You are viewing a plain text version of this content. The canonical link for it is here.

Posted to solr-user@lucene.apache.org by Nikolas Tautenhahn <ni...@livinglogic.de> on 2010/08/19 17:33:59 UTC

Proper Escaping of Ampersands

Hi,

I have a problem with, for example, company names like "AT&S".
A Job is sending data to the solr 1.4 (also tested it with 1.4.1) index
via python in XML, everything is escaped properly ("&" becomes "&amp;").

When I search for "at s"(q=%22at%20s%22), using the dismax handler, I
find the dataset to this company and I get all names back (The company
is still called at&s and not something like at&amp;s).

But when I search for q=at%26s (=at&s), I get nothing.
I also tried q=at%5C%26s (=at\&s) and q=at%5C%5C%26s blindly following
any clues for escaping with backslashes...


So, my question is: How do I search (correctly) for at&s?

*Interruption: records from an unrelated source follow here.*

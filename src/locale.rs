//! Locale values and the comparator used for locale matching and ranking.
//!
//! The engine treats locale comparison as an external capability: every
//! decision goes through [`LocaleComparator`]. [`LocaleMatcher`] is the default
//! implementation, backed by a curated likely-script table.

use std::{
    cmp::Ordering,
    collections::HashMap,
    fmt::{Display, Formatter},
};

use lazy_static::lazy_static;
use serde::{Deserialize, Serialize};
use unic_langid::LanguageIdentifier;

use crate::error::Error;

lazy_static! {
    /// Likely script for a base language subtag (CLDR likely subtags, common locales).
    static ref LIKELY_SCRIPT: HashMap<&'static str, &'static str> = {
        let mut m = HashMap::new();
        for code in [
            "en","de","nl","sv","da","nb","nn","no","is","fi","et","it","es","pt","fr","ro",
            "pl","cs","sk","sl","hr","bs","lt","lv","ga","eu","gl","af","sw","tr","id","ms",
            "fil","tl","vi","hu","ca","sq","mt","cy","uz","az",
        ] {
            m.insert(code, "Latn");
        }
        for code in ["ru","uk","be","bg","mk","sr","kk","ky","mn","tg"] {
            m.insert(code, "Cyrl");
        }
        for code in ["ar","fa","ur","ug","ps"] {
            m.insert(code, "Arab");
        }
        m.insert("zh", "Hans");
        m.insert("yue", "Hant");
        m.insert("ja", "Jpan");
        m.insert("ko", "Kore");
        m.insert("he", "Hebr");
        m.insert("iw", "Hebr");
        m.insert("el", "Grek");
        m.insert("hy", "Armn");
        m.insert("ka", "Geor");
        m.insert("th", "Thai");
        m.insert("km", "Khmr");
        m.insert("lo", "Laoo");
        m.insert("my", "Mymr");
        m.insert("hi", "Deva");
        m.insert("mr", "Deva");
        m.insert("ne", "Deva");
        m.insert("bn", "Beng");
        m.insert("gu", "Gujr");
        m.insert("ta", "Taml");
        m.insert("te", "Telu");
        m.insert("kn", "Knda");
        m.insert("ml", "Mlym");
        m.insert("bo", "Tibt");
        m
    };

    /// Region overrides of the likely script, keyed by `language-REGION`.
    static ref LIKELY_SCRIPT_BY_REGION: HashMap<&'static str, &'static str> = {
        let mut m = HashMap::new();
        m.insert("zh-TW", "Hant");
        m.insert("zh-HK", "Hant");
        m.insert("zh-MO", "Hant");
        m.insert("sr-ME", "Latn");
        m.insert("uz-AF", "Arab");
        m.insert("pa-PK", "Arab");
        m
    };
}

/// Returns the likely script for a language (and optional region), if known.
pub fn likely_script(language: &str, region: Option<&str>) -> Option<&'static str> {
    if let Some(region) = region {
        let key = format!("{}-{}", language, region);
        if let Some(script) = LIKELY_SCRIPT_BY_REGION.get(key.as_str()) {
            return Some(script);
        }
    }
    LIKELY_SCRIPT.get(language).copied()
}

/// Language, script and region of a descriptor.
#[derive(Debug, Clone, PartialEq, Eq, Hash, Default, Serialize, Deserialize)]
pub struct ResLocale {
    pub language: String,
    #[serde(default, skip_serializing_if = "Option::is_none")]
    pub script: Option<String>,
    #[serde(default, skip_serializing_if = "Option::is_none")]
    pub region: Option<String>,
    /// `true` when `script` was completed from likely subtags rather than stated.
    #[serde(default)]
    pub script_is_normalized: bool,
}

impl ResLocale {
    /// Builds a locale from subtags, normalizing case.
    pub fn new(language: &str, script: Option<&str>, region: Option<&str>) -> Self {
        Self {
            language: language.to_ascii_lowercase(),
            script: script.map(title_case),
            region: region.map(str::to_ascii_uppercase),
            script_is_normalized: false,
        }
    }

    /// Parses a BCP 47 tag (`_` separators accepted).
    pub fn parse(tag: &str) -> Result<Self, Error> {
        let normalized = tag.replace('_', "-");
        let lang_id: LanguageIdentifier = normalized
            .parse()
            .map_err(|_| Error::invalid_locale(tag))?;
        let language = lang_id.language.as_str();
        if language == "und" {
            return Err(Error::invalid_locale(tag));
        }
        let script = lang_id.script.map(|s| s.as_str().to_string());
        let region = lang_id.region.map(|r| r.as_str().to_string());
        Ok(Self::new(language, script.as_deref(), region.as_deref()))
    }

    /// Completes a missing script from likely subtags, marking it normalized.
    pub fn normalized(mut self) -> Self {
        if self.script.is_none() {
            if let Some(script) = likely_script(&self.language, self.region.as_deref()) {
                self.script = Some(script.to_string());
                self.script_is_normalized = true;
            }
        }
        self
    }

    /// The stated script, or the likely one when unstated.
    pub fn effective_script(&self) -> Option<&str> {
        self.script
            .as_deref()
            .or_else(|| likely_script(&self.language, self.region.as_deref()))
    }

    /// The script only if it was stated, not completed.
    pub fn explicit_script(&self) -> Option<&str> {
        if self.script_is_normalized {
            None
        } else {
            self.script.as_deref()
        }
    }
}

impl Display for ResLocale {
    fn fmt(&self, f: &mut Formatter<'_>) -> std::fmt::Result {
        write!(f, "{}", self.language)?;
        if let Some(script) = self.explicit_script() {
            write!(f, "-{}", script)?;
        }
        if let Some(region) = &self.region {
            write!(f, "-{}", region)?;
        }
        Ok(())
    }
}

fn title_case(script: &str) -> String {
    let mut chars = script.chars();
    match chars.next() {
        Some(first) => first.to_ascii_uppercase().to_string() + &chars.as_str().to_ascii_lowercase(),
        None => String::new(),
    }
}

/// Locale comparison capability consumed by matching, ranking and decoding.
pub trait LocaleComparator: Send + Sync {
    /// Whether a variant locale can serve a request locale.
    fn matches(&self, variant: Option<&ResLocale>, request: Option<&ResLocale>) -> bool;

    /// Orders two matching variant locales by closeness to the request.
    fn compare_suitability(
        &self,
        a: Option<&ResLocale>,
        b: Option<&ResLocale>,
        request: Option<&ResLocale>,
    ) -> Ordering;

    /// Orders two variant locales by how many subtags they state.
    fn compare_specificity(&self, a: Option<&ResLocale>, b: Option<&ResLocale>) -> Ordering;

    /// Whether a variant locale should be retained when decoding against a pin.
    fn is_compatible(&self, variant: Option<&ResLocale>, pin: Option<&ResLocale>) -> bool {
        match (variant, pin) {
            (Some(variant), Some(pin)) => variant.language == pin.language,
            _ => true,
        }
    }
}

/// Default [`LocaleComparator`]: language equality, likely-script compatibility,
/// exact region when the variant states one.
#[derive(Debug, Clone, Copy, Default)]
pub struct LocaleMatcher;

impl LocaleComparator for LocaleMatcher {
    fn matches(&self, variant: Option<&ResLocale>, request: Option<&ResLocale>) -> bool {
        let Some(variant) = variant else {
            return true;
        };
        let Some(request) = request else {
            return false;
        };
        if variant.language != request.language {
            return false;
        }
        if let (Some(v), Some(r)) = (variant.effective_script(), request.effective_script()) {
            if v != r {
                return false;
            }
        }
        match &variant.region {
            Some(region) => request.region.as_ref() == Some(region),
            None => true,
        }
    }

    fn compare_suitability(
        &self,
        a: Option<&ResLocale>,
        b: Option<&ResLocale>,
        request: Option<&ResLocale>,
    ) -> Ordering {
        let Some(request) = request else {
            return Ordering::Equal;
        };
        match (a, b) {
            (None, None) => Ordering::Equal,
            (Some(_), None) => Ordering::Greater,
            (None, Some(_)) => Ordering::Less,
            (Some(a), Some(b)) => {
                let region_hit = |l: &ResLocale| {
                    request.region.is_some() && l.region == request.region
                };
                let script_hit = |l: &ResLocale| {
                    l.explicit_script().is_some() && l.explicit_script() == request.effective_script()
                };
                region_hit(a)
                    .cmp(&region_hit(b))
                    .then_with(|| script_hit(a).cmp(&script_hit(b)))
            }
        }
    }

    fn compare_specificity(&self, a: Option<&ResLocale>, b: Option<&ResLocale>) -> Ordering {
        match (a, b) {
            (None, None) => Ordering::Equal,
            (Some(_), None) => Ordering::Greater,
            (None, Some(_)) => Ordering::Less,
            (Some(a), Some(b)) => a
                .region
                .is_some()
                .cmp(&b.region.is_some())
                .then_with(|| {
                    a.explicit_script()
                        .is_some()
                        .cmp(&b.explicit_script().is_some())
                }),
        }
    }
}

#[cfg(test)]
mod tests {
    use super::*;

    fn loc(tag: &str) -> ResLocale {
        ResLocale::parse(tag).unwrap()
    }

    #[test]
    fn test_parse_normalizes_case_and_separators() {
        let locale = loc("zh_hant_tw");
        assert_eq!(locale.language, "zh");
        assert_eq!(locale.script.as_deref(), Some("Hant"));
        assert_eq!(locale.region.as_deref(), Some("TW"));
        assert!(!locale.script_is_normalized);
    }

    #[test]
    fn test_parse_rejects_garbage() {
        assert!(ResLocale::parse("12-!!").is_err());
        assert!(ResLocale::parse("und").is_err());
    }

    #[test]
    fn test_normalized_completes_script() {
        let locale = loc("zh-TW").normalized();
        assert_eq!(locale.script.as_deref(), Some("Hant"));
        assert!(locale.script_is_normalized);
        assert_eq!(locale.explicit_script(), None);
        assert_eq!(locale.to_string(), "zh-TW");
    }

    #[test]
    fn test_language_must_match() {
        let m = LocaleMatcher;
        assert!(m.matches(Some(&loc("es")), Some(&loc("es-MX"))));
        assert!(!m.matches(Some(&loc("es")), Some(&loc("fr"))));
        assert!(m.matches(None, Some(&loc("fr"))));
        assert!(!m.matches(Some(&loc("fr")), None));
    }

    #[test]
    fn test_script_completion_blocks_mismatched_scripts() {
        let m = LocaleMatcher;
        // zh (likely Hans) must not serve zh-TW (likely Hant).
        assert!(!m.matches(Some(&loc("zh")), Some(&loc("zh-TW"))));
        assert!(m.matches(Some(&loc("zh-Hant")), Some(&loc("zh-TW"))));
        assert!(m.matches(Some(&loc("zh")), Some(&loc("zh-CN"))));
    }

    #[test]
    fn test_region_must_match_when_stated() {
        let m = LocaleMatcher;
        assert!(!m.matches(Some(&loc("en-GB")), Some(&loc("en-US"))));
        assert!(!m.matches(Some(&loc("en-GB")), Some(&loc("en"))));
    }

    #[test]
    fn test_suitability_prefers_region_hit() {
        let m = LocaleMatcher;
        let request = loc("en-GB");
        assert_eq!(
            m.compare_suitability(Some(&loc("en-GB")), Some(&loc("en")), Some(&request)),
            Ordering::Greater
        );
        assert_eq!(
            m.compare_suitability(None, Some(&loc("en")), Some(&request)),
            Ordering::Less
        );
        assert_eq!(
            m.compare_suitability(Some(&loc("en")), Some(&loc("en")), Some(&request)),
            Ordering::Equal
        );
    }

    #[test]
    fn test_pin_compatibility() {
        let m = LocaleMatcher;
        assert!(m.is_compatible(None, Some(&loc("en"))));
        assert!(m.is_compatible(Some(&loc("en-GB")), Some(&loc("en"))));
        assert!(!m.is_compatible(Some(&loc("de")), Some(&loc("en"))));
        assert!(m.is_compatible(Some(&loc("de")), None));
    }
}
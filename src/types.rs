//! Core, format-agnostic types for resindex.
//! The index decoder produces these; the manager and resolver consume them.

use std::{
    collections::BTreeMap,
    fmt::{Display, Formatter},
    str::FromStr,
};

use serde::{Deserialize, Serialize};

use crate::error::Error;

/// Resource types as tagged in the binary index.
#[derive(Debug, Clone, Copy, PartialEq, Eq, Hash, PartialOrd, Ord, Serialize, Deserialize)]
#[serde(rename_all = "lowercase")]
pub enum ResType {
    Values,
    Animation,
    Boolean,
    Color,
    Float,
    Id,
    Integer,
    String,
    StringArray,
    IntArray,
    Layout,
    Plurals,
    Graphic,
    Media,
    Profile,
    Pattern,
    Theme,
    RawFile,
    Symbol,
}

impl ResType {
    /// Returns the resource type for a wire tag.
    pub fn from_tag(tag: u32) -> Option<Self> {
        let res_type = match tag {
            0 => ResType::Values,
            1 => ResType::Animation,
            3 => ResType::Boolean,
            4 => ResType::Color,
            5 => ResType::Float,
            6 => ResType::Id,
            8 => ResType::Integer,
            9 => ResType::String,
            10 => ResType::StringArray,
            11 => ResType::IntArray,
            12 => ResType::Layout,
            13 => ResType::Plurals,
            16 => ResType::Graphic,
            17 => ResType::Media,
            18 => ResType::Profile,
            19 => ResType::Pattern,
            20 => ResType::Theme,
            22 => ResType::RawFile,
            23 => ResType::Symbol,
            _ => return None,
        };
        Some(res_type)
    }

    pub fn tag(self) -> u32 {
        match self {
            ResType::Values => 0,
            ResType::Animation => 1,
            ResType::Boolean => 3,
            ResType::Color => 4,
            ResType::Float => 5,
            ResType::Id => 6,
            ResType::Integer => 8,
            ResType::String => 9,
            ResType::StringArray => 10,
            ResType::IntArray => 11,
            ResType::Layout => 12,
            ResType::Plurals => 13,
            ResType::Graphic => 16,
            ResType::Media => 17,
            ResType::Profile => 18,
            ResType::Pattern => 19,
            ResType::Theme => 20,
            ResType::RawFile => 22,
            ResType::Symbol => 23,
        }
    }

    /// Whether records of this type carry a string sequence instead of one string.
    pub fn is_array(self) -> bool {
        matches!(
            self,
            ResType::StringArray
                | ResType::IntArray
                | ResType::Plurals
                | ResType::Pattern
                | ResType::Theme
        )
    }

    /// Whether records of this type may declare a parent in slot 0.
    pub fn is_composite(self) -> bool {
        matches!(self, ResType::Pattern | ResType::Theme)
    }

    /// The name used in `$type:id` references and diagnostics.
    pub fn as_str(self) -> &'static str {
        match self {
            ResType::Values => "values",
            ResType::Animation => "animation",
            ResType::Boolean => "boolean",
            ResType::Color => "color",
            ResType::Float => "float",
            ResType::Id => "id",
            ResType::Integer => "integer",
            ResType::String => "string",
            ResType::StringArray => "strarray",
            ResType::IntArray => "intarray",
            ResType::Layout => "layout",
            ResType::Plurals => "plural",
            ResType::Graphic => "graphic",
            ResType::Media => "media",
            ResType::Profile => "profile",
            ResType::Pattern => "pattern",
            ResType::Theme => "theme",
            ResType::RawFile => "rawfile",
            ResType::Symbol => "symbol",
        }
    }
}

impl Display for ResType {
    fn fmt(&self, f: &mut Formatter<'_>) -> std::fmt::Result {
        f.write_str(self.as_str())
    }
}

impl FromStr for ResType {
    type Err = Error;

    fn from_str(s: &str) -> Result<Self, Self::Err> {
        let res_type = match s {
            "values" => ResType::Values,
            "animation" => ResType::Animation,
            "boolean" => ResType::Boolean,
            "color" => ResType::Color,
            "float" => ResType::Float,
            "id" => ResType::Id,
            "integer" => ResType::Integer,
            "string" => ResType::String,
            "strarray" => ResType::StringArray,
            "intarray" => ResType::IntArray,
            "layout" => ResType::Layout,
            "plural" => ResType::Plurals,
            "graphic" => ResType::Graphic,
            "media" => ResType::Media,
            "profile" => ResType::Profile,
            "pattern" => ResType::Pattern,
            "theme" => ResType::Theme,
            "rawfile" => ResType::RawFile,
            "symbol" => ResType::Symbol,
            _ => return Err(Error::NotFound(format!("resource type `{}`", s))),
        };
        Ok(res_type)
    }
}

/// Qualifier dimensions as tagged in a `KEYS` node.
#[derive(Debug, Clone, Copy, PartialEq, Eq, Hash, Serialize, Deserialize)]
#[serde(rename_all = "snake_case")]
pub enum KeyType {
    Language,
    Region,
    ScreenDensity,
    Direction,
    DeviceClass,
    Script,
    ColorMode,
    Mcc,
    Mnc,
    InputDevice,
}

impl KeyType {
    pub fn from_tag(tag: u32) -> Option<Self> {
        let key_type = match tag {
            0 => KeyType::Language,
            1 => KeyType::Region,
            2 => KeyType::ScreenDensity,
            3 => KeyType::Direction,
            4 => KeyType::DeviceClass,
            5 => KeyType::Script,
            6 => KeyType::ColorMode,
            7 => KeyType::Mcc,
            8 => KeyType::Mnc,
            10 => KeyType::InputDevice,
            _ => return None,
        };
        Some(key_type)
    }

    pub fn tag(self) -> u32 {
        match self {
            KeyType::Language => 0,
            KeyType::Region => 1,
            KeyType::ScreenDensity => 2,
            KeyType::Direction => 3,
            KeyType::DeviceClass => 4,
            KeyType::Script => 5,
            KeyType::ColorMode => 6,
            KeyType::Mcc => 7,
            KeyType::Mnc => 8,
            KeyType::InputDevice => 10,
        }
    }

    /// Whether the value is ASCII text packed into the u32.
    pub fn is_packed_text(self) -> bool {
        matches!(self, KeyType::Language | KeyType::Region | KeyType::Script)
    }
}

/// One qualifier dimension of a qualifier directory.
#[derive(Debug, Clone, PartialEq, Eq, Hash, Serialize, Deserialize)]
pub struct KeyParam {
    pub key_type: KeyType,
    pub value: u32,
    /// Folder-name token derived from `value` at decode time.
    pub text: String,
}

impl KeyParam {
    /// Builds a param from its wire form, deriving the folder token.
    pub fn new(key_type: KeyType, value: u32) -> Result<Self, Error> {
        let text = crate::qualifier::param_text(key_type, value)?;
        Ok(Self {
            key_type,
            value,
            text,
        })
    }

    /// Builds a language, region or script param from its text.
    pub fn text(key_type: KeyType, text: &str) -> Result<Self, Error> {
        if !key_type.is_packed_text() || text.is_empty() || text.len() > 4 || !text.is_ascii() {
            return Err(Error::decode(format!(
                "`{}` is not a valid {:?} subtag",
                text, key_type
            )));
        }
        Self::new(key_type, pack_ascii(text))
    }
}

/// Packs up to four ASCII bytes big-endian into a u32 (`"zh"` → `0x7A68`).
pub fn pack_ascii(text: &str) -> u32 {
    text.bytes().fold(0u32, |acc, b| (acc << 8) | u32::from(b))
}

/// Reverses [`pack_ascii`], skipping zero bytes.
pub fn unpack_ascii(value: u32) -> String {
    value
        .to_be_bytes()
        .iter()
        .filter(|b| **b != 0)
        .map(|b| char::from(*b))
        .collect()
}

/// Payload of one resource record.
#[derive(Debug, Clone, PartialEq, Eq, Serialize, Deserialize)]
#[serde(untagged)]
pub enum RecordValue {
    Scalar(String),
    Array(Vec<String>),
}

/// One concrete definition of a resource inside one qualifier directory.
#[derive(Debug, Clone, PartialEq, Eq, Serialize, Deserialize)]
pub struct ResourceRecord {
    pub id: u32,
    pub name: String,
    pub res_type: ResType,
    pub value: RecordValue,
}

impl ResourceRecord {
    pub fn scalar(id: u32, name: &str, res_type: ResType, value: &str) -> Self {
        Self {
            id,
            name: name.to_string(),
            res_type,
            value: RecordValue::Scalar(value.to_string()),
        }
    }

    pub fn array(id: u32, name: &str, res_type: ResType, values: &[&str]) -> Self {
        Self {
            id,
            name: name.to_string(),
            res_type,
            value: RecordValue::Array(values.iter().map(|v| v.to_string()).collect()),
        }
    }

    /// The scalar payload; for arrays, the first slot.
    pub fn text(&self) -> &str {
        match &self.value {
            RecordValue::Scalar(value) => value,
            RecordValue::Array(values) => values.first().map(String::as_str).unwrap_or(""),
        }
    }

    /// The ordered payload slots; a scalar is one slot.
    pub fn values(&self) -> &[String] {
        match &self.value {
            RecordValue::Scalar(value) => std::slice::from_ref(value),
            RecordValue::Array(values) => values,
        }
    }

    /// THEME/PATTERN records with an odd slot count carry a parent reference in slot 0.
    pub fn has_parent(&self) -> bool {
        self.res_type.is_composite() && self.values().len() % 2 == 1
    }

    pub fn parent_reference(&self) -> Option<&str> {
        if self.has_parent() {
            self.values().first().map(String::as_str)
        } else {
            None
        }
    }

    /// Key/value pairs of a composite or plural record, skipping the parent slot.
    pub fn pairs(&self) -> impl Iterator<Item = (&str, &str)> {
        let skip = usize::from(self.has_parent());
        self.values()[skip..]
            .chunks_exact(2)
            .map(|pair| (pair[0].as_str(), pair[1].as_str()))
    }

    /// Plural category → text for a PLURALS record.
    pub fn plural_forms(&self) -> BTreeMap<&str, &str> {
        self.pairs().collect()
    }
}

impl Display for ResourceRecord {
    fn fmt(&self, f: &mut Formatter<'_>) -> std::fmt::Result {
        write!(
            f,
            "ResourceRecord {{ id: {:#010x}, name: {}, type: {}, value: {} }}",
            self.id,
            self.name,
            self.res_type,
            self.values().join("|")
        )
    }
}

#[cfg(test)]
mod tests {
    use super::*;

    #[test]
    fn test_res_type_tags_round_trip() {
        for tag in 0..32 {
            if let Some(res_type) = ResType::from_tag(tag) {
                assert_eq!(res_type.tag(), tag);
                assert_eq!(res_type.as_str().parse::<ResType>().unwrap(), res_type);
            }
        }
        assert!(ResType::from_tag(2).is_none());
        assert!(ResType::from_tag(99).is_none());
    }

    #[test]
    fn test_array_types() {
        assert!(ResType::StringArray.is_array());
        assert!(ResType::Theme.is_array());
        assert!(ResType::Plurals.is_array());
        assert!(!ResType::String.is_array());
        assert!(!ResType::Media.is_array());
    }

    #[test]
    fn test_pack_ascii() {
        assert_eq!(pack_ascii("zh"), 0x7A68);
        assert_eq!(unpack_ascii(0x7A68), "zh");
        assert_eq!(unpack_ascii(pack_ascii("Hans")), "Hans");
    }

    #[test]
    fn test_key_param_text_rejects_bad_subtags() {
        assert!(KeyParam::text(KeyType::Language, "").is_err());
        assert!(KeyParam::text(KeyType::Language, "toolong").is_err());
        assert!(KeyParam::text(KeyType::Mcc, "460").is_err());
        assert_eq!(KeyParam::text(KeyType::Region, "CN").unwrap().text, "CN");
    }

    #[test]
    fn test_theme_parent_slot_is_skipped() {
        let record = ResourceRecord::array(
            1,
            "child",
            ResType::Theme,
            &["$theme:2", "b", "3", "c", "4"],
        );
        assert!(record.has_parent());
        assert_eq!(record.parent_reference(), Some("$theme:2"));
        let pairs: Vec<_> = record.pairs().collect();
        assert_eq!(pairs, vec![("b", "3"), ("c", "4")]);
    }

    #[test]
    fn test_theme_without_parent() {
        let record = ResourceRecord::array(2, "base", ResType::Theme, &["a", "1", "b", "2"]);
        assert!(!record.has_parent());
        assert_eq!(record.pairs().count(), 2);
    }

    #[test]
    fn test_string_array_never_has_parent() {
        let record = ResourceRecord::array(3, "list", ResType::StringArray, &["x", "y", "z"]);
        assert!(!record.has_parent());
    }

    #[test]
    fn test_plural_forms() {
        let record = ResourceRecord::array(
            4,
            "apples",
            ResType::Plurals,
            &["one", "%d apple", "other", "%d apples"],
        );
        let forms = record.plural_forms();
        assert_eq!(forms.get("one"), Some(&"%d apple"));
        assert_eq!(forms.get("other"), Some(&"%d apples"));
    }
}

When I use the "Analysis" Page in the admin panel and select my
fieldname and enter Field Value (Index) "AT&S" and enter the Field Value
(Query) as "AT&S" it shows me that the query matches - so I assume, SOLR
doesn't get the correct query string...

If it is necessary, I can supply information from schema.xml for the
fields in use, but as the "Analysis"-Page showed the match, I don't
think this is very useful...

best regards,
Nikolas Tautenhahn

Re: Proper Escaping of Ampersands

Posted by Nikolas Tautenhahn <ni...@livinglogic.de>.

Hi all,

just some further information:
https://issues.apache.org/jira/browse/SOLR-1250?page=com.atlassian.jira.plugin.system.issuetabpanels:all-tabpanel

seems to be the same problem - but searching the archives yielded
nothing I could use.

Any hints on this?

best regards,
Nikolas Tautenhahn

Am 19.08.2010 17:33, schrieb Nikolas Tautenhahn:
> Hi,
> 
> I have a problem with, for example, company names like "AT&S".
> A Job is sending data to the solr 1.4 (also tested it with 1.4.1) index
> via python in XML, everything is escaped properly ("&" becomes "&amp;").
> 
> When I search for "at s"(q=%22at%20s%22), using the dismax handler, I
> find the dataset to this company and I get all names back (The company
> is still called at&s and not something like at&amp;s).
> 
> But when I search for q=at%26s (=at&s), I get nothing.
> I also tried q=at%5C%26s (=at\&s) and q=at%5C%5C%26s blindly following
> any clues for escaping with backslashes...
> 
> 
> So, my question is: How do I search (correctly) for at&s?
> 
> 
> When I use the "Analysis" Page in the admin panel and select my
> fieldname and enter Field Value (Index) "AT&S" and enter the Field Value
> (Query) as "AT&S" it shows me that the query matches - so I assume, SOLR
> doesn't get the correct query string...
> 
> If it is necessary, I can supply information from schema.xml for the
> fields in use, but as the "Analysis"-Page showed the match, I don't
> think this is very useful...
> 
> best regards,
> Nikolas Tautenhahn
>

Re: Proper Escaping of Ampersands

Posted by Yonik Seeley <yo...@lucidimagination.com>.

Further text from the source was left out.